Quotable:

"In cooking, as in all the arts, simplicity is a sign of perfection." - Curnonsky

Sunday, June 29, 2008

Masterpiece: Cranford

Masterpiece has saved the best for last. Cranford was a particularly savory treat. Even though I'm not a particular fan of frock coats and corsets, I loved this three-part series.

An adaptation of Elizabeth Gaskell's classic novels about an 1840s Victorian English village, Cranford teems with life and is packed with subtle, engrossing performances. Dame Judi Dench plays Matilda Jenkyns, a sweet and slightly timid spinster who is part of the pack of middle-age, middle-class women who rule the small northern village. Their acknowledged and somewhat feared leader is Matilda's sister, the decisive Deborah whose rulings in every matter, from how one should eat an orange to whether women should attend funerals, carries the force of law.

What Cranford does so lovingly is show the tender hearts that often lurked behind these formidable Victorian exteriors. Deborah is so rigid about the rules of propriety that she won't allow her servant girl to have "followers," and she rues the day the railroad will come to Cranford; the trains will bring not only change, Deborah sniffs, but "noise, disease and the Irish." Yet Deborah also notices the broken heart of a new neighbor, the daughter of a retired Army officer, and does all she can to engineer a match for the woman.

The lively, gossiping women of the town, especially the excitable Miss Pole, dominate every event, large and small. And though their adventures are sometimes played for laughs (as when a cow goes missing), Cranford doesn't settle for merely satirizing Victorian life. The fine script depicts the women of the town with complexity and compassion, and the men don't get short shrift either, though they have to have commanding presences to compete with the formidable women of the town.

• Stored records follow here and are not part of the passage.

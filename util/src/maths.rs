//! Utility maths functions

// ---------------------------------------------------------------------------
// IMPORTS
// ---------------------------------------------------------------------------

use num_traits::Float;

/// Map a value from one range into another.
pub fn lin_map<T>(source_range: (T, T), target_range: (T, T), value: T) -> T
where
    T: Float
{
    target_range.0
        + ((value - source_range.0)
        * (target_range.1 - target_range.0)
        / (source_range.1 - source_range.0))
}

/// Map a value in `[low, high]` onto `[0, 1]`, clamping values outside of the
/// range.
///
/// Returns `None` if the range is degenerate (zero or negative span) or not
/// finite, as no meaningful normalised value exists.
pub fn normalise<T>(range: (T, T), value: T) -> Option<T>
where
    T: Float
{
    let (low, high) = range;

    if !low.is_finite() || !high.is_finite() || high <= low {
        return None
    }

    let zero = T::zero();
    let one = T::one();

    Some(clamp(&lin_map(range, (zero, one), value), &zero, &one))
}

/// Limit a value to the inclusive range `[min, max]`.
pub fn clamp<T>(value: &T, min: &T, max: &T) -> T
where
    T: Float
{
    let mut ret = *value;

    if ret > *max {
        ret = *max
    }
    if ret < *min {
        ret = *min
    }

    ret
}
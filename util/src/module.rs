//! Module interfaces
//!
//! Control modules in `steer_exec` implement `State`, which splits a module
//! into one-off initialisation from a parameter file and a `proc` call made
//! once every control cycle. Modules which also need slower housekeeping,
//! such as retrying equipment discovery, implement `Supervised` as well. The
//! executable calls `supervise` on its low-rate cycle, before that cycle's
//! `proc`.

// ---------------------------------------------------------------------------
// IMPORTS
// ---------------------------------------------------------------------------

// Internal imports
use crate::session::Session;

// ---------------------------------------------------------------------------
// TRAITS
// ---------------------------------------------------------------------------

/// A cyclically processed control module.
pub trait State {
    /// Data needed to initialise, usually a parameter file path.
    type InitData;
    /// Error raised if initialisation fails.
    type InitError;

    /// Data consumed by each cycle.
    type InputData;
    /// Data produced by each cycle.
    type OutputData;
    /// Report on the module's status after each cycle.
    type StatusReport;
    /// Error raised by a cycle. Modules which cannot fail use
    /// `std::convert::Infallible`.
    type ProcError;

    /// Initialise the module, replacing any existing state.
    fn init(&mut self, init_data: Self::InitData, session: &Session)
        -> Result<(), Self::InitError>;

    /// Process one control cycle.
    ///
    /// Returns the cycle's output and the module's status report.
    fn proc(&mut self, input_data: &Self::InputData)
        -> Result<(Self::OutputData, Self::StatusReport), Self::ProcError>;
}

/// Low-rate supervisory processing.
pub trait Supervised {
    /// What the supervisor needs access to, e.g. the equipment to discover.
    type Context: ?Sized;

    /// Perform one supervisory step.
    fn supervise(&mut self, context: &Self::Context);
}
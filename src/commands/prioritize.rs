use super::Session;
use crate::{
    libs::{formatter::format_priority, messages::Message, task::Priority},
    msg_print, msg_success, msg_warning,
};
use anyhow::Result;
use clap::Args;
use dialoguer::{theme::ColorfulTheme, Select};

#[derive(Debug, Args)]
pub struct PrioritizeArgs {
    /// ID or unique ID prefix of the task to prioritize
    id: String,

    /// Set task priority directly
    #[arg(short, long, value_enum)]
    priority: Option<Priority>,

    /// Bump task priority up one level
    #[arg(short, long)]
    bump: bool,
}

pub fn cmd(args: PrioritizeArgs) -> Result<()> {
    let mut session = Session::open()?;
    let current = session.manager.info(&args.id)?;

    let priority = match (args.priority, args.bump) {
        (None, false) => Some(select_priority(current.priority)?),
        (priority, _) => priority,
    };
    if priority.is_none() && current.priority == Priority::Urgent {
        msg_warning!(Message::PriorityAlreadyHighest(current.id));
        return Ok(());
    }

    let change = session.manager.prioritize(&current.id, priority, args.bump)?;
    msg_success!(Message::TaskUpdated(change.task.id.clone()));
    msg_print!(Message::PriorityChanged(
        format_priority(change.previous),
        format_priority(change.task.priority)
    ));
    Ok(())
}

fn select_priority(current: Priority) -> Result<Priority> {
    let levels: Vec<String> = Priority::ALL.iter().map(|p| format_priority(*p)).collect();
    let selected = Select::with_theme(&ColorfulTheme::default())
        .with_prompt(Message::SelectPriority.to_string())
        .items(&levels)
        .default(Priority::ALL.iter().position(|p| *p == current).unwrap_or_default())
        .interact()?;

    Ok(Priority::ALL[selected])
}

The doctor's sweet, tentative wooing of the rector's daughter has unexpected moments of tragedy, but the most affecting scenes are of Dench and Michael Gambon as two former lovers who had lost track of each other for decades but meet up again. Unlike some of Masterpiece's recent historical dramas, Cranford depicts their rekindled relationship without forced melodrama and with admirable restraint. The problem with the Dench and Gambon scenes is that there aren't nearly enough of them.